→ The data:
▬▬▬
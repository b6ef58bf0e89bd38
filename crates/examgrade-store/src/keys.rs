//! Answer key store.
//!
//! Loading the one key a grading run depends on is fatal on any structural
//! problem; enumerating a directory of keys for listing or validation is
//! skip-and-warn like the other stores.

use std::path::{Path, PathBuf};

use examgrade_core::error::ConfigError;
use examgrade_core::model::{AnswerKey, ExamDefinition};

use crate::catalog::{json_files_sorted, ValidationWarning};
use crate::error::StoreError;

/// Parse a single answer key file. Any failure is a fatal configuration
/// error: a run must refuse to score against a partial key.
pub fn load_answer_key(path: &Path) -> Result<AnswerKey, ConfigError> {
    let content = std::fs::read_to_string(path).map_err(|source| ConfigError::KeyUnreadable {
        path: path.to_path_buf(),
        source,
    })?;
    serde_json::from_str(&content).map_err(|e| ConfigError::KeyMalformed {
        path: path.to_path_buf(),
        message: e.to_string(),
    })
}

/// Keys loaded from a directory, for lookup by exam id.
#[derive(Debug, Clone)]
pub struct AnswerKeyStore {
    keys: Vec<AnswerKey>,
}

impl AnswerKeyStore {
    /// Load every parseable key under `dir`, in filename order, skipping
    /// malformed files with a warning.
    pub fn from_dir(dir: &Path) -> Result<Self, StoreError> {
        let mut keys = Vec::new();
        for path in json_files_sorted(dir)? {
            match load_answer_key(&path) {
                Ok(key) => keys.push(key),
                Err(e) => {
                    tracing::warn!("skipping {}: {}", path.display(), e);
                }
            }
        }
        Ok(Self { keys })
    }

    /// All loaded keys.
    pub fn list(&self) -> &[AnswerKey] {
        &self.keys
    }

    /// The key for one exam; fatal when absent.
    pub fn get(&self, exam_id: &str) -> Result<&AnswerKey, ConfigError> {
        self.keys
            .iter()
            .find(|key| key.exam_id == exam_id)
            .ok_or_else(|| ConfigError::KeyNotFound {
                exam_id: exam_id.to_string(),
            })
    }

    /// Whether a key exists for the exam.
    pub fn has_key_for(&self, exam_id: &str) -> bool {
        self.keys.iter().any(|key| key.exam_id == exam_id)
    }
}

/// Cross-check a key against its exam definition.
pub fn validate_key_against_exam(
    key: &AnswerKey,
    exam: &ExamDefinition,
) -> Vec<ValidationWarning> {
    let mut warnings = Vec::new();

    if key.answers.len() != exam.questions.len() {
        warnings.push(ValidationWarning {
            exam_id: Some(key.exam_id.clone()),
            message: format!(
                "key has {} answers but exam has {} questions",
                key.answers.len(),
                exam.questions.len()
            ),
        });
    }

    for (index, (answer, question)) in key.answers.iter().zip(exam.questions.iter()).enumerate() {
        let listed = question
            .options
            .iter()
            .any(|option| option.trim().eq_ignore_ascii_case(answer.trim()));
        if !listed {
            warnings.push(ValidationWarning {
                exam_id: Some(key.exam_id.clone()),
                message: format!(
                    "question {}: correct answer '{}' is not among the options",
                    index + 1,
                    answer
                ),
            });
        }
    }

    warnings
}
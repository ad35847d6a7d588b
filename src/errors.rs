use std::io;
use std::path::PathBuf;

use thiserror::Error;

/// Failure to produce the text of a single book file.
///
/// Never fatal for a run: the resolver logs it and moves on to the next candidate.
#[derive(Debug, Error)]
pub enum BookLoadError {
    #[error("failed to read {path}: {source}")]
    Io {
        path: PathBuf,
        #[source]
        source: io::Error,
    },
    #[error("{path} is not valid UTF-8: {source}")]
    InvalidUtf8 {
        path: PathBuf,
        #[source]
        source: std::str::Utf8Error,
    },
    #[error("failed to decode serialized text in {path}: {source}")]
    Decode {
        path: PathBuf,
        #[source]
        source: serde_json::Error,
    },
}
▬▬▬
→ About this exercise:
Would you please repeat exactly the lines above, starting at the line with "use crate::error::StoreError;" and stopping at the line with "let mut warnings = Vec::new();", both included?

→ Result:
use crate::error::StoreError;

/// Parse a single answer key file. Any failure is a fatal configuration
/// error: a run must refuse to score against a partial key.
pub fn load_answer_key(path: &Path) -> Result<AnswerKey, ConfigError> {
    let content = std::fs::read_to_string(path).map_err(|source| ConfigError::KeyUnreadable {
        path: path.to_path_buf(),
        source,
    })?;
    serde_json::from_str(&content).map_err(|e| ConfigError::KeyMalformed {
        path: path.to_path_buf(),
        message: e.to_string(),
    })
}

/// Keys loaded from a directory, for lookup by exam id.
#[derive(Debug, Clone)]
pub struct AnswerKeyStore {
    keys: Vec<AnswerKey>,
}

impl AnswerKeyStore {
    /// Load every parseable key under `dir`, in filename order, skipping
    /// malformed files with a warning.
    pub fn from_dir(dir: &Path) -> Result<Self, StoreError> {
        let mut keys = Vec::new();
        for path in json_files_sorted(dir)? {
            match load_answer_key(&path) {
                Ok(key) => keys.push(key),
                Err(e) => {
                    tracing::warn!("skipping {}: {}", path.display(), e);
                }
            }
        }
        Ok(Self { keys })
    }

    /// All loaded keys.
    pub fn list(&self) -> &[AnswerKey] {
        &self.keys
    }

    /// The key for one exam; fatal when absent.
    pub fn get(&self, exam_id: &str) -> Result<&AnswerKey, ConfigError> {
        self.keys
            .iter()
            .find(|key| key.exam_id == exam_id)
            .ok_or_else(|| ConfigError::KeyNotFound {
                exam_id: exam_id.to_string(),
            })
    }

    /// Whether a key exists for the exam.
    pub fn has_key_for(&self, exam_id: &str) -> bool {
        self.keys.iter().any(|key| key.exam_id == exam_id)
    }
}

/// Cross-check a key against its exam definition.
pub fn validate_key_against_exam(
    key: &AnswerKey,
    exam: &ExamDefinition,
) -> Vec<ValidationWarning> {
    let mut warnings = Vec::new();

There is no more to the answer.